=== Section Start ===
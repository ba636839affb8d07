use std::cmp::Reverse;
use std::collections::{BinaryHeap, HashMap};
use std::fmt;

use chrono::{DateTime, Utc};
use petgraph::Direction;
use petgraph::algo::{is_cyclic_directed, toposort};
use petgraph::graphmap::DiGraphMap;
use thiserror::Error;

/// Identifier of a todo inside the dependency graph.
#[derive(Debug, Clone, Copy, PartialEq, Eq, Hash, PartialOrd, Ord)]
pub struct TodoId(u32);

impl TodoId {
    pub const fn new(id: u32) -> Self {
        Self(id)
    }

    /// Returns the raw numeric id.
    pub const fn get(self) -> u32 {
        self.0
    }
}

impl From<u32> for TodoId {
    fn from(id: u32) -> Self {
        Self(id)
    }
}

impl fmt::Display for TodoId {
    fn fmt(&self, f: &mut fmt::Formatter<'_>) -> fmt::Result {
        write!(f, "{}", self.0)
    }
}

/// Errors raised by graph admission checks and ordering.
#[derive(Debug, Clone, PartialEq, Eq, Error)]
pub enum GraphError {
    /// The graph (or the hypothetical graph of a pending insert) has a cycle.
    /// `node` is a todo on or behind the cycle; `None` means the pending todo.
    #[error("Circular dependency detected")]
    CycleDetected { node: Option<TodoId> },
    /// A proposed dependency does not name a todo in the graph.
    #[error("Unknown dependency {0}")]
    UnknownDependency(TodoId),
}

/// A todo as seen by the graph: its id, due date and outbound dependencies.
#[derive(Debug, Clone, PartialEq, Eq)]
pub struct TodoNode {
    pub id: TodoId,
    pub due_date: Option<DateTime<Utc>>,
    /// Todos that must happen before this one.
    pub depends_on: Vec<TodoId>,
}

impl TodoNode {
    pub fn new(id: TodoId, due_date: Option<DateTime<Utc>>, depends_on: Vec<TodoId>) -> Self {
        Self {
            id,
            due_date,
            depends_on,
        }
    }
}

/// Directed graph of todo ids.
///
/// Edge direction is "must happen before": an edge `a -> b` means `b`
/// depends on `a`. The graph is rebuilt from the full todo set whenever it is
/// needed and never mutated afterwards.
#[derive(Debug, Clone, Default)]
pub struct DependencyGraph {
    graph: DiGraphMap<TodoId, ()>,
    due_dates: HashMap<TodoId, DateTime<Utc>>,
}

impl DependencyGraph {
    /// Builds a graph with one node per todo and one edge per dependency.
    ///
    /// Dependencies that point at a todo outside the given set are dropped.
    /// Repeated dependencies collapse into a single edge.
    pub fn build<'a, I>(nodes: I) -> Self
    where
        I: IntoIterator<Item = &'a TodoNode>,
    {
        let nodes: Vec<&TodoNode> = nodes.into_iter().collect();
        let mut graph = DiGraphMap::with_capacity(nodes.len(), 0);
        let mut due_dates = HashMap::new();

        for node in &nodes {
            graph.add_node(node.id);
            if let Some(due_date) = node.due_date {
                due_dates.insert(node.id, due_date);
            }
        }

        for node in &nodes {
            for &dependency in &node.depends_on {
                if !graph.contains_node(dependency) {
                    tracing::debug!(
                        "Dropping dependency of todo {} on missing todo {}",
                        node.id,
                        dependency
                    );
                    continue;
                }
                graph.add_edge(dependency, node.id, ());
            }
        }

        Self { graph, due_dates }
    }

    /// Returns whether the graph contains a todo with the given id.
    pub fn contains(&self, id: TodoId) -> bool {
        self.graph.contains_node(id)
    }

    pub fn node_count(&self) -> usize {
        self.graph.node_count()
    }

    pub fn edge_count(&self) -> usize {
        self.graph.edge_count()
    }

    /// Node ids in the order the todos were given to [`DependencyGraph::build`].
    pub fn nodes(&self) -> impl Iterator<Item = TodoId> + '_ {
        self.graph.nodes()
    }

    /// All edges as `(depends_on, dependent)` pairs.
    pub fn edges(&self) -> impl Iterator<Item = (TodoId, TodoId)> + '_ {
        self.graph.all_edges().map(|(from, to, _)| (from, to))
    }

    /// Direct predecessors of a todo, ascending.
    pub fn dependencies_of(&self, id: TodoId) -> Vec<TodoId> {
        self.sorted_neighbors(id, Direction::Incoming)
    }

    /// Direct successors of a todo, ascending.
    pub fn dependents_of(&self, id: TodoId) -> Vec<TodoId> {
        self.sorted_neighbors(id, Direction::Outgoing)
    }

    pub fn due_date(&self, id: TodoId) -> Option<DateTime<Utc>> {
        self.due_dates.get(&id).copied()
    }

    /// Returns whether the graph contains a directed cycle.
    pub fn has_cycle(&self) -> bool {
        is_cyclic_directed(&self.graph)
    }

    /// Checks whether a new todo depending on `dependencies` can be added.
    ///
    /// The check runs on a copy of the graph extended with one pending node
    /// and an edge from every proposed dependency to it; `self` is left
    /// untouched. Every dependency must already be a node.
    pub fn check_insert(&self, dependencies: &[TodoId]) -> Result<(), GraphError> {
        if let Some(&unknown) = dependencies.iter().find(|id| !self.contains(**id)) {
            return Err(GraphError::UnknownDependency(unknown));
        }

        // `None` stands for the pending todo, which has no id yet.
        let mut hypothetical: DiGraphMap<Option<TodoId>, ()> = DiGraphMap::with_capacity(
            self.graph.node_count() + 1,
            self.graph.edge_count() + dependencies.len(),
        );
        for node in self.graph.nodes() {
            hypothetical.add_node(Some(node));
        }
        for (from, to, _) in self.graph.all_edges() {
            hypothetical.add_edge(Some(from), Some(to), ());
        }
        hypothetical.add_node(None);
        for &dependency in dependencies {
            hypothetical.add_edge(Some(dependency), None, ());
        }

        toposort(&hypothetical, None)
            .map(|_| ())
            .map_err(|cycle| GraphError::CycleDetected {
                node: cycle.node_id(),
            })
    }

    /// Returns every todo id ordered so that dependencies precede dependents.
    ///
    /// When several todos are free to go next, the smallest id goes first, so
    /// the order is stable for a given graph. Fails with
    /// [`GraphError::CycleDetected`] naming the smallest id that could not be
    /// placed if the graph is cyclic.
    pub fn topological_order(&self) -> Result<Vec<TodoId>, GraphError> {
        let mut in_degree: HashMap<TodoId, usize> =
            self.graph.nodes().map(|node| (node, 0)).collect();
        let mut successors: HashMap<TodoId, Vec<TodoId>> = HashMap::new();
        for (from, to, _) in self.graph.all_edges() {
            *in_degree.entry(to).or_default() += 1;
            successors.entry(from).or_default().push(to);
        }

        let mut ready: BinaryHeap<Reverse<TodoId>> = in_degree
            .iter()
            .filter(|(_, degree)| **degree == 0)
            .map(|(node, _)| Reverse(*node))
            .collect();

        let mut order = Vec::with_capacity(in_degree.len());
        while let Some(Reverse(node)) = ready.pop() {
            order.push(node);
            for next in successors.get(&node).into_iter().flatten() {
                if let Some(degree) = in_degree.get_mut(next) {
                    *degree -= 1;
                    if *degree == 0 {
                        ready.push(Reverse(*next));
                    }
                }
            }
        }

        if order.len() < in_degree.len() {
            let node = in_degree
                .into_iter()
                .filter(|(_, degree)| *degree > 0)
                .map(|(node, _)| node)
                .min();
            return Err(GraphError::CycleDetected { node });
        }
        Ok(order)
    }

    fn sorted_neighbors(&self, id: TodoId, direction: Direction) -> Vec<TodoId> {
        if !self.contains(id) {
            return Vec::new();
        }
        let mut neighbors: Vec<TodoId> = self.graph.neighbors_directed(id, direction).collect();
        neighbors.sort();
        neighbors.dedup();
        neighbors
    }
}
use tracing_subscriber::EnvFilter;

#[tokio::main]
async fn main() -> anyhow::Result<()> {
    tracing_subscriber::fmt()
        .with_env_filter(
            EnvFilter::try_from_default_env().unwrap_or_else(|_| EnvFilter::new("info")),
        )
        .init();
    let config = todo_graph_server::config::Config::from_env()?;
    todo_graph_server::web::start_web_server(config).await
}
=== Section End ===
» WHAT THE TASK ASKS
Exactly as they stand above, write out all the entries again.

» SOLUTION TO THIS PROBLEM
repository ba636839affb8d07
use std::cmp::Reverse;
use std::collections::{BinaryHeap, HashMap};
use std::fmt;

use chrono::{DateTime, Utc};
use petgraph::Direction;
use petgraph::algo::{is_cyclic_directed, toposort};
use petgraph::graphmap::DiGraphMap;
use thiserror::Error;

/// Identifier of a todo inside the dependency graph.
#[derive(Debug, Clone, Copy, PartialEq, Eq, Hash, PartialOrd, Ord)]
pub struct TodoId(u32);

impl TodoId {
    pub const fn new(id: u32) -> Self {
        Self(id)
    }

    /// Returns the raw numeric id.
    pub const fn get(self) -> u32 {
        self.0
    }
}

impl From<u32> for TodoId {
    fn from(id: u32) -> Self {
        Self(id)
    }
}

impl fmt::Display for TodoId {
    fn fmt(&self, f: &mut fmt::Formatter<'_>) -> fmt::Result {
        write!(f, "{}", self.0)
    }
}

/// Errors raised by graph admission checks and ordering.
#[derive(Debug, Clone, PartialEq, Eq, Error)]
pub enum GraphError {
    /// The graph (or the hypothetical graph of a pending insert) has a cycle.
    /// `node` is a todo on or behind the cycle; `None` means the pending todo.
    #[error("Circular dependency detected")]
    CycleDetected { node: Option<TodoId> },
    /// A proposed dependency does not name a todo in the graph.
    #[error("Unknown dependency {0}")]
    UnknownDependency(TodoId),
}

/// A todo as seen by the graph: its id, due date and outbound dependencies.
#[derive(Debug, Clone, PartialEq, Eq)]
pub struct TodoNode {
    pub id: TodoId,
    pub due_date: Option<DateTime<Utc>>,
    /// Todos that must happen before this one.
    pub depends_on: Vec<TodoId>,
}

impl TodoNode {
    pub fn new(id: TodoId, due_date: Option<DateTime<Utc>>, depends_on: Vec<TodoId>) -> Self {
        Self {
            id,
            due_date,
            depends_on,
        }
    }
}

/// Directed graph of todo ids.
///
/// Edge direction is "must happen before": an edge `a -> b` means `b`
/// depends on `a`. The graph is rebuilt from the full todo set whenever it is
/// needed and never mutated afterwards.
#[derive(Debug, Clone, Default)]
pub struct DependencyGraph {
    graph: DiGraphMap<TodoId, ()>,
    due_dates: HashMap<TodoId, DateTime<Utc>>,
}

impl DependencyGraph {
    /// Builds a graph with one node per todo and one edge per dependency.
    ///
    /// Dependencies that point at a todo outside the given set are dropped.
    /// Repeated dependencies collapse into a single edge.
    pub fn build<'a, I>(nodes: I) -> Self
    where
        I: IntoIterator<Item = &'a TodoNode>,
    {
        let nodes: Vec<&TodoNode> = nodes.into_iter().collect();
        let mut graph = DiGraphMap::with_capacity(nodes.len(), 0);
        let mut due_dates = HashMap::new();

        for node in &nodes {
            graph.add_node(node.id);
            if let Some(due_date) = node.due_date {
                due_dates.insert(node.id, due_date);
            }
        }

        for node in &nodes {
            for &dependency in &node.depends_on {
                if !graph.contains_node(dependency) {
                    tracing::debug!(
                        "Dropping dependency of todo {} on missing todo {}",
                        node.id,
                        dependency
                    );
                    continue;
                }
                graph.add_edge(dependency, node.id, ());
            }
        }

        Self { graph, due_dates }
    }

    /// Returns whether the graph contains a todo with the given id.
    pub fn contains(&self, id: TodoId) -> bool {
        self.graph.contains_node(id)
    }

    pub fn node_count(&self) -> usize {
        self.graph.node_count()
    }

    pub fn edge_count(&self) -> usize {
        self.graph.edge_count()
    }

    /// Node ids in the order the todos were given to [`DependencyGraph::build`].
    pub fn nodes(&self) -> impl Iterator<Item = TodoId> + '_ {
        self.graph.nodes()
    }

    /// All edges as `(depends_on, dependent)` pairs.
    pub fn edges(&self) -> impl Iterator<Item = (TodoId, TodoId)> + '_ {
        self.graph.all_edges().map(|(from, to, _)| (from, to))
    }

    /// Direct predecessors of a todo, ascending.
    pub fn dependencies_of(&self, id: TodoId) -> Vec<TodoId> {
        self.sorted_neighbors(id, Direction::Incoming)
    }

    /// Direct successors of a todo, ascending.
    pub fn dependents_of(&self, id: TodoId) -> Vec<TodoId> {
        self.sorted_neighbors(id, Direction::Outgoing)
    }

    pub fn due_date(&self, id: TodoId) -> Option<DateTime<Utc>> {
        self.due_dates.get(&id).copied()
    }

    /// Returns whether the graph contains a directed cycle.
    pub fn has_cycle(&self) -> bool {
        is_cyclic_directed(&self.graph)
    }

    /// Checks whether a new todo depending on `dependencies` can be added.
    ///
    /// The check runs on a copy of the graph extended with one pending node
    /// and an edge from every proposed dependency to it; `self` is left
    /// untouched. Every dependency must already be a node.
    pub fn check_insert(&self, dependencies: &[TodoId]) -> Result<(), GraphError> {
        if let Some(&unknown) = dependencies.iter().find(|id| !self.contains(**id)) {
            return Err(GraphError::UnknownDependency(unknown));
        }

        // `None` stands for the pending todo, which has no id yet.
        let mut hypothetical: DiGraphMap<Option<TodoId>, ()> = DiGraphMap::with_capacity(
            self.graph.node_count() + 1,
            self.graph.edge_count() + dependencies.len(),
        );
        for node in self.graph.nodes() {
            hypothetical.add_node(Some(node));
        }
        for (from, to, _) in self.graph.all_edges() {
            hypothetical.add_edge(Some(from), Some(to), ());
        }
        hypothetical.add_node(None);
        for &dependency in dependencies {
            hypothetical.add_edge(Some(dependency), None, ());
        }

        toposort(&hypothetical, None)
            .map(|_| ())
            .map_err(|cycle| GraphError::CycleDetected {
                node: cycle.node_id(),
            })
    }

    /// Returns every todo id ordered so that dependencies precede dependents.
    ///
    /// When several todos are free to go next, the smallest id goes first, so
    /// the order is stable for a given graph. Fails with
    /// [`GraphError::CycleDetected`] naming the smallest id that could not be
    /// placed if the graph is cyclic.
    pub fn topological_order(&self) -> Result<Vec<TodoId>, GraphError> {
        let mut in_degree: HashMap<TodoId, usize> =
            self.graph.nodes().map(|node| (node, 0)).collect();
        let mut successors: HashMap<TodoId, Vec<TodoId>> = HashMap::new();
        for (from, to, _) in self.graph.all_edges() {
            *in_degree.entry(to).or_default() += 1;
            successors.entry(from).or_default().push(to);
        }

        let mut ready: BinaryHeap<Reverse<TodoId>> = in_degree
            .iter()
            .filter(|(_, degree)| **degree == 0)
            .map(|(node, _)| Reverse(*node))
            .collect();

        let mut order = Vec::with_capacity(in_degree.len());
        while let Some(Reverse(node)) = ready.pop() {
            order.push(node);
            for next in successors.get(&node).into_iter().flatten() {
                if let Some(degree) = in_degree.get_mut(next) {
                    *degree -= 1;
                    if *degree == 0 {
                        ready.push(Reverse(*next));
                    }
                }
            }
        }

        if order.len() < in_degree.len() {
            let node = in_degree
                .into_iter()
                .filter(|(_, degree)| *degree > 0)
                .map(|(node, _)| node)
                .min();
            return Err(GraphError::CycleDetected { node });
        }
        Ok(order)
    }

    fn sorted_neighbors(&self, id: TodoId, direction: Direction) -> Vec<TodoId> {
        if !self.contains(id) {
            return Vec::new();
        }
        let mut neighbors: Vec<TodoId> = self.graph.neighbors_directed(id, direction).collect();
        neighbors.sort();
        neighbors.dedup();
        neighbors
    }
}
use tracing_subscriber::EnvFilter;

#[tokio::main]
async fn main() -> anyhow::Result<()> {
    tracing_subscriber::fmt()
        .with_env_filter(
            EnvFilter::try_from_default_env().unwrap_or_else(|_| EnvFilter::new("info")),
        )
        .init();
    let config = todo_graph_server::config::Config::from_env()?;
    todo_graph_server::web::start_web_server(config).await
}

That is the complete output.